▸ TASK OBJECTIVE
In the records below, find each line that holds "None" and return it.

▸ PROVIDED RECORDS

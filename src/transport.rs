//! HTTP transport seam
//!
//! Navigation only needs "send a GET, get back status, headers and a body
//! stream". [`Transport`] is that contract; [`HttpTransport`] implements it
//! with reqwest.

use crate::error::{Error, Result};
use async_trait::async_trait;
use bytes::Bytes;
use futures::stream::{self, BoxStream};
use futures::{Stream, StreamExt, TryStreamExt};
use std::fmt;
use std::time::Duration;
use url::Url;

/// A GET request for one endpoint.
#[derive(Debug, Clone)]
pub struct Request {
    /// Endpoint URL; supplies scheme and authority.
    pub url: Url,
    /// Request target (`path[?query]`).
    pub path_and_query: String,
    /// Headers in send order; names may repeat.
    pub headers: Vec<(String, String)>,
}

impl Request {
    /// Absolute URL the request is sent to: the endpoint URL (userinfo
    /// included) with its path and query replaced, fragment dropped.
    pub fn target(&self) -> String {
        let (path, query) = match self.path_and_query.split_once('?') {
            Some((path, query)) => (path, Some(query)),
            None => (self.path_and_query.as_str(), None),
        };
        let mut url = self.url.clone();
        url.set_path(path);
        url.set_query(query);
        url.set_fragment(None);
        url.to_string()
    }
}

/// Response status and headers plus a body that can be read once.
pub struct Response {
    pub status: u16,
    pub headers: Vec<(String, String)>,
    pub body: Body,
}

impl Response {
    pub fn new(status: u16, headers: Vec<(String, String)>, body: Body) -> Self {
        Self {
            status,
            headers,
            body,
        }
    }

    /// Header value by case-insensitive name. Repeated headers are joined
    /// with `", "`.
    pub fn header(&self, name: &str) -> Option<String> {
        header_value(&self.headers, name)
    }
}

impl fmt::Debug for Response {
    fn fmt(&self, f: &mut fmt::Formatter<'_>) -> fmt::Result {
        f.debug_struct("Response")
            .field("status", &self.status)
            .field("headers", &self.headers)
            .finish_non_exhaustive()
    }
}

pub(crate) fn header_value(headers: &[(String, String)], name: &str) -> Option<String> {
    let values: Vec<&str> = headers
        .iter()
        .filter(|(k, _)| k.eq_ignore_ascii_case(name))
        .map(|(_, v)| v.as_str())
        .collect();
    if values.is_empty() {
        None
    } else {
        Some(values.join(", "))
    }
}

/// Once-readable response body.
pub struct Body {
    stream: BoxStream<'static, Result<Bytes>>,
}

impl Body {
    pub fn empty() -> Self {
        Self {
            stream: stream::empty().boxed(),
        }
    }

    pub fn from_bytes(bytes: impl Into<Bytes>) -> Self {
        let bytes: Bytes = bytes.into();
        Self {
            stream: stream::once(async move { Ok(bytes) }).boxed(),
        }
    }

    pub fn from_stream<S>(stream: S) -> Self
    where
        S: Stream<Item = Result<Bytes>> + Send + 'static,
    {
        Self {
            stream: stream.boxed(),
        }
    }

    /// Read at most `limit` bytes (everything when `None`).
    ///
    /// Stops pulling from the stream once the limit is reached.
    pub async fn read(mut self, limit: Option<usize>) -> Result<Vec<u8>> {
        let mut buf = Vec::new();
        while limit.map_or(true, |max| buf.len() < max) {
            let Some(chunk) = self.stream.next().await else {
                break;
            };
            let chunk = chunk?;
            match limit {
                Some(max) => {
                    let room = max - buf.len();
                    buf.extend_from_slice(&chunk[..chunk.len().min(room)]);
                }
                None => buf.extend_from_slice(&chunk),
            }
        }
        Ok(buf)
    }
}

impl fmt::Debug for Body {
    fn fmt(&self, f: &mut fmt::Formatter<'_>) -> fmt::Result {
        f.write_str("Body { .. }")
    }
}

/// Sends GET requests for a [`Service`](crate::Service).
///
/// Timeouts, proxies and TLS are the implementation's business.
#[async_trait]
pub trait Transport: Send + Sync {
    async fn send(&self, request: Request) -> Result<Response>;
}

/// Settings for [`HttpTransport`].
#[derive(Debug, Clone)]
pub struct HttpConfig {
    pub timeout_ms: u64,
    pub user_agent: String,
    pub max_redirects: usize,
}

impl Default for HttpConfig {
    fn default() -> Self {
        Self {
            timeout_ms: 30_000,
            user_agent: concat!("linkwalk/", env!("CARGO_PKG_VERSION")).to_string(),
            max_redirects: 5,
        }
    }
}

/// reqwest-backed transport.
#[derive(Debug, Clone)]
pub struct HttpTransport {
    client: reqwest::Client,
}

impl HttpTransport {
    pub fn new(config: &HttpConfig) -> Result<Self> {
        let client = reqwest::Client::builder()
            .timeout(Duration::from_millis(config.timeout_ms))
            .redirect(reqwest::redirect::Policy::limited(config.max_redirects))
            .user_agent(config.user_agent.as_str())
            .build()
            .map_err(Error::transport)?;
        Ok(Self { client })
    }
}

impl Default for HttpTransport {
    fn default() -> Self {
        Self::new(&HttpConfig::default()).unwrap_or_else(|_| Self {
            client: reqwest::Client::default(),
        })
    }
}

#[async_trait]
impl Transport for HttpTransport {
    async fn send(&self, request: Request) -> Result<Response> {
        let target = request.target();
        tracing::debug!(url = %target, "GET");

        let mut builder = self.client.get(&target);
        for (name, value) in &request.headers {
            builder = builder.header(name.as_str(), value.as_str());
        }

        let response = builder.send().await.map_err(Error::transport)?;
        let status = response.status().as_u16();
        let headers = response
            .headers()
            .iter()
            .map(|(k, v)| {
                (
                    k.as_str().to_string(),
                    String::from_utf8_lossy(v.as_bytes()).into_owned(),
                )
            })
            .collect();
        tracing::debug!(url = %target, status, "response");

        let body = Body::from_stream(response.bytes_stream().map_err(Error::transport));
        Ok(Response::new(status, headers, body))
    }
}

▸ ANSWER AREA
            None => (self.path_and_query.as_str(), None),
        url.set_fragment(None);
        None
    /// Read at most `limit` bytes (everything when `None`).
                None => buf.extend_from_slice(&chunk),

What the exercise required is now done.